The study conducted by Singletary K W, Jung K J and Giusti M from the University of Illinois at Urbana-Champaign meant to test the effect of anthocyanins found rich in concord grapes for their potential to inhibit NDA adduct formation induced by an environmental carcinogen known as benzo(a)pyrene.
In the study, an anthocyanin-rich extract from Concord grapes or Concord grape extract (CGE) at 10 and 20 microgram per milliliter and delphinidin, a component of grape extract at 0.6 micromole concentrations were applied to MCF-10F cells, a noncancerous, immortalized human breast epithelial cell line.
The researchers found the components at these doses significantly inhibited BP-DNA adduct formation. These grape components were also found to suppress reactive oxygen species formation.
The inhibition of BP-DNA adduct formation was associated with a significant increase in activities of the phase II detoxification enzymes glutathione S-transferase and NAD(P)H:quinone reductase 1, the study shows.
Singletary and colleagues conclude that "CGE and a component grape anthocyanin have breast cancer chemopreventive potential due in part to their capacity to block carcinogen-DNA adduct formation, modulate activities of carcinogen-metabolizing enzymes, and suppress ROS in these noncancerous human breast cells."

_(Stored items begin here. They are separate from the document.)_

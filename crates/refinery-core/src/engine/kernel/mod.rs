//! Energy and force evaluation over a configuration.
//!
//! [`energy::EnergyKernel`] and [`force::ForceKernel`] are the production paths: pair terms are
//! looked up in the tabulated [`PotentialMap`](crate::core::forcefield::potential_map::PotentialMap),
//! rejected by squared distance before any square root is taken, and split over the ranks of a
//! [`ProcessPool`](super::process_pool::ProcessPool). [`reference`] recomputes the same totals with
//! plain serial loops and serves as the oracle for the self-tests.
//!
//! Pairs of atoms in the same molecule are weighted by the species scaling matrix; pairs whose
//! scaling is negligible (below [`MIN_SCALING`]) are skipped outright.

use crate::core::forcefield::potential_map::PotentialMap;
use crate::core::models::configuration::Configuration;
use crate::engine::error::EngineError;

pub mod energy;
pub mod force;
pub mod reference;

/// Intramolecular pair scalings below this value are treated as exclusions.
pub const MIN_SCALING: f64 = 1.0e-3;

/// How the work of a single evaluation is divided.
#[derive(Debug, Clone, Copy, PartialEq, Eq)]
pub enum Reduction {
    /// One rank does all the work.
    Solo,
    /// Work is interleaved over every rank of the pool and sum-reduced.
    Pool,
}

/// Fails unless `potentials` was built for the atom types of `configuration`, in order.
fn check_coverage(potentials: &PotentialMap, configuration: &Configuration) -> Result<(), EngineError> {
    if potentials.type_names() != configuration.atom_types() {
        return Err(EngineError::Initialization(format!(
            "pair potentials cover atom types [{}] but configuration '{}' uses [{}]",
            potentials.type_names().join(", "),
            configuration.name(),
            configuration.atom_types().join(", ")
        )));
    }
    Ok(())
}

Similar studies show components such as proanthocyanadin extract from grape seed significantly suppressed carcinogenesis of MCF10A cells induced by environmental toxins such as the tobacco-specific carcinogen 4-(methylnitrosamino)-1-(3-pyridyl)-1-butanone. One such study was conducted by Wang HC and colleagues from the University of Tennessee and published in the July 26 issue of Breast Cancer Research and Treatment.
One study by Chen S and colleagues from Beckman Institute of the City of Hope and Duarte, California shows the grape seed extract rich in procyanidin dimmers inhibits both expression and activity of aromatase, an enzyme that converts androgen to estrogen and promotes growth of hormone-dependent breast cancer. The study was published in the June 1, 2006 issue of Cancer Research.